Hello Workwell

Making Time to Learn New Skills

LearnAlyssa Davis
Photo by Kinga Cichewicz on Unsplash

Photo by Kinga Cichewicz on Unsplash

"…time is highly elastic. We cannot make more time, but time will stretch to accommodate what we choose to put into it.” – Laura Vanderkam, How to Gain Control of Your Free Time

Finding – no, Making the Time

You’re busy – we get it. Between working 40, 50, 60 (?) hours a week, getting in your 30+ minutes of exercise, keeping the house clean, grocery shopping, finding some sort of time for a social life, and jamming in whatever amount of time you have left to sleep – you just don’t have the time to learn a new skill. Sound familiar? We bet.

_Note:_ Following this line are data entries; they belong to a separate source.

//! Error types for the CLI application.

use thiserror::Error;

/// Result type alias for CLI operations.
pub type Result<T> = std::result::Result<T, CliError>;

/// CLI-specific errors.
#[derive(Debug, Error)]
pub enum CliError {
    /// Configuration error
    #[error("Configuration error: {0}")]
    Config(String),

    /// I/O error
    #[error("I/O error: {0}")]
    Io(#[from] std::io::Error),

    /// No documents found to process
    #[error("No PDF documents found in {0}")]
    NoDocuments(String),

    /// Report rendering error
    #[error("Report error: {0}")]
    Report(#[from] marginalia_report::ReportError),
}
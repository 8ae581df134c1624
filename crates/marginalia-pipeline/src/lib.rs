//! Marginalia Pipeline
//!
//! The orchestration core: token-bounded batching, prompt assembly,
//! resilient execution and per-document run loops.
//!
//! # Flow
//!
//! For each (document, case) pair the [`Runner`] counts tokens over the
//! page sequence and routes it:
//!
//! - below the full-document threshold: one request carrying every page
//! - at or above it: the [`TokenBatcher`] groups pages under the batch
//!   ceiling and each batch goes out as its own request
//!
//! Every request runs through the [`Executor`], which retries transient
//! failures with capped exponential backoff and paces successes with a
//! fixed cooldown. Failures are isolated per (document, case): the
//! [`CaseOutcome`] carries whatever records were gathered plus the
//! failure, and the other cases keep running.

#![warn(missing_docs)]
#![warn(clippy::all)]

pub mod batching;
pub mod cases;
pub mod config;
pub mod error;
pub mod executor;
pub mod parser;
pub mod prompt;
pub mod runner;

pub use batching::{Batch, TokenBatcher};
pub use cases::{Case, CaseSet};
pub use config::PipelineConfig;
pub use error::PipelineError;
pub use executor::{Executor, RetryPolicy};
pub use parser::parse_insight_response;
pub use prompt::{PromptAssembler, DEFAULT_INSTRUCTION};
pub use runner::{CaseOutcome, DocumentRun, Runner};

We idolize this idea of busyness equaling productivity, and culture further perpetuates this kind of thinking. It’s all about the hustle, the grind, the can’t stop, won’t stop mentality. So we fill our days with things that make us feel “busy”, and we walk around with this idea that because we’re so “busy”, we’re important. And when we’re not, when we take a second or a few hours to pause, we’re binging Netflix or mindlessly scrolling through our phones or just sleeping because we’re so burnt out.

The research tells a different story though.

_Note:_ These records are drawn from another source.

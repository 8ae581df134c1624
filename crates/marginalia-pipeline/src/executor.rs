//! Resilient execution of assembled prompts
//!
//! One [`Executor::execute`] call drives the state machine for a single
//! completion request: attempt, classify any failure, back off and retry
//! transient ones within the attempt budget, fail fast on permanent ones,
//! and pace successful calls with a fixed cooldown so the external
//! service's rate limits are respected. All waiting happens as blocking
//! delays on the single sequential task; there is no parallel dispatch.

use crate::config::PipelineConfig;
use crate::error::PipelineError;
use crate::parser::parse_insight_response;
use marginalia_domain::traits::{CompletionClient, FailureKind};
use marginalia_domain::{InsightRecord, Prompt};
use std::sync::Arc;
use std::time::Duration;
use tokio::time::sleep;
use tracing::{debug, warn};

/// Retry, backoff and pacing parameters for one executor
#[derive(Debug, Clone)]
pub struct RetryPolicy {
    /// Attempts per call, including the first
    pub max_attempts: u32,

    /// Base wait of the exponential backoff
    pub base: Duration,

    /// Lower bound on any backoff wait
    pub floor: Duration,

    /// Upper bound on any backoff wait
    pub cap: Duration,

    /// Fixed pause after each successful call; distinct from backoff
    pub cooldown: Duration,
}

impl RetryPolicy {
    /// Derive a policy from pipeline configuration.
    ///
    /// The backoff floor is pinned at one second; only the base, cap and
    /// cooldown are configurable.
    pub fn from_config(config: &PipelineConfig) -> Self {
        Self {
            max_attempts: config.max_attempts,
            base: Duration::from_secs(config.backoff_base_secs),
            floor: Duration::from_secs(1),
            cap: Duration::from_secs(config.backoff_cap_secs),
            cooldown: config.cooldown(),
        }
    }

    /// Wait before the retry that follows failed attempt `attempt` (1-based):
    /// `base * 2^(attempt-1)`, clamped to `[floor, cap]`.
    pub fn backoff(&self, attempt: u32) -> Duration {
        let factor = 2u32.saturating_pow(attempt.saturating_sub(1));
        self.base.saturating_mul(factor).clamp(self.floor, self.cap)
    }
}

impl Default for RetryPolicy {
    fn default() -> Self {
        Self::from_config(&PipelineConfig::default())
    }
}

/// Dispatches prompts to a completion client with bounded retry
pub struct Executor<C>
where
    C: CompletionClient,
{
    client: Arc<C>,
    policy: RetryPolicy,
}

impl<C> Executor<C>
where
    C: CompletionClient + Send + Sync + 'static,
    C::Error: Send + 'static,
{
    /// Create an executor over a completion client
    pub fn new(client: C, policy: RetryPolicy) -> Self {
        Self {
            client: Arc::new(client),
            policy,
        }
    }

    /// The active retry policy
    pub fn policy(&self) -> &RetryPolicy {
        &self.policy
    }

    /// Execute one prompt to a parsed [`InsightRecord`].
    ///
    /// Transient failures are retried up to the attempt budget with
    /// exponentially increasing, capped waits; permanent failures and
    /// unparseable payloads surface immediately. After a success the
    /// executor sleeps the cooldown before returning, so the caller's
    /// next call is paced unconditionally.
    pub async fn execute(&self, prompt: &Prompt) -> Result<InsightRecord, PipelineError> {
        let mut attempt: u32 = 1;

        loop {
            let client = Arc::clone(&self.client);
            let call_prompt = prompt.clone();

            // The client trait is blocking; run it off the async thread.
            let outcome = tokio::task::spawn_blocking(move || client.complete(&call_prompt))
                .await
                .map_err(|e| PipelineError::Completion(format!("Task join error: {}", e)))?;

            match outcome {
                Ok(raw) => {
                    debug!(attempt, chars = raw.len(), "completion call succeeded");
                    let record = parse_insight_response(&raw)?;
                    if !self.policy.cooldown.is_zero() {
                        sleep(self.policy.cooldown).await;
                    }
                    return Ok(record);
                }
                Err(e) => {
                    if self.client.classify(&e) == FailureKind::Permanent {
                        warn!(error = %e, attempt, "permanent completion failure, not retrying");
                        return Err(PipelineError::Completion(e.to_string()));
                    }
                    if attempt >= self.policy.max_attempts {
                        return Err(PipelineError::RetriesExhausted {
                            attempts: attempt,
                            last_error: e.to_string(),
                        });
                    }
                    let wait = self.policy.backoff(attempt);
                    warn!(
                        error = %e,
                        attempt,
                        wait_ms = wait.as_millis() as u64,
                        "transient completion failure, backing off"
                    );
                    sleep(wait).await;
                    attempt += 1;
                }
            }
        }
    }
}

Studies show that we’re not all that busy after all. On average people spend 2.8 hours a day watching the television. Women spend an average of 4.9 hours doing leisurely activities daily and men spend 5.7. Now we’re not suggesting you abandon your leisure time and fill it with all work, no play – but be careful when you say you don’t have the time. Because the research shows you do.

Washington Post reporter Brigid Schulte set out to figure out this why in her book entitled “Overwhelmed: Work, Love, and Play When No One Has the Time”. She theorizes that we spend most of our days thinking about the things that we have to do, instead of doing them. “Schulte terms this the ‘mental tape-loop phenomenon,’ and she argues that it’s sapping our precious energies, so that we can’t even ‘decide what to think about, worrying about home stuff at work and work stuff at home.’“ She argues “…that ‘the overwhelm’ is a function not so much of how many things Americans have to do but of how much time they spend thinking about how many things they have to do.” In doing so, we sabotage our days – thinking we are “so busy” when in reality we’re spending most of our time just thinking about what it is we should be doing, and then not doing it.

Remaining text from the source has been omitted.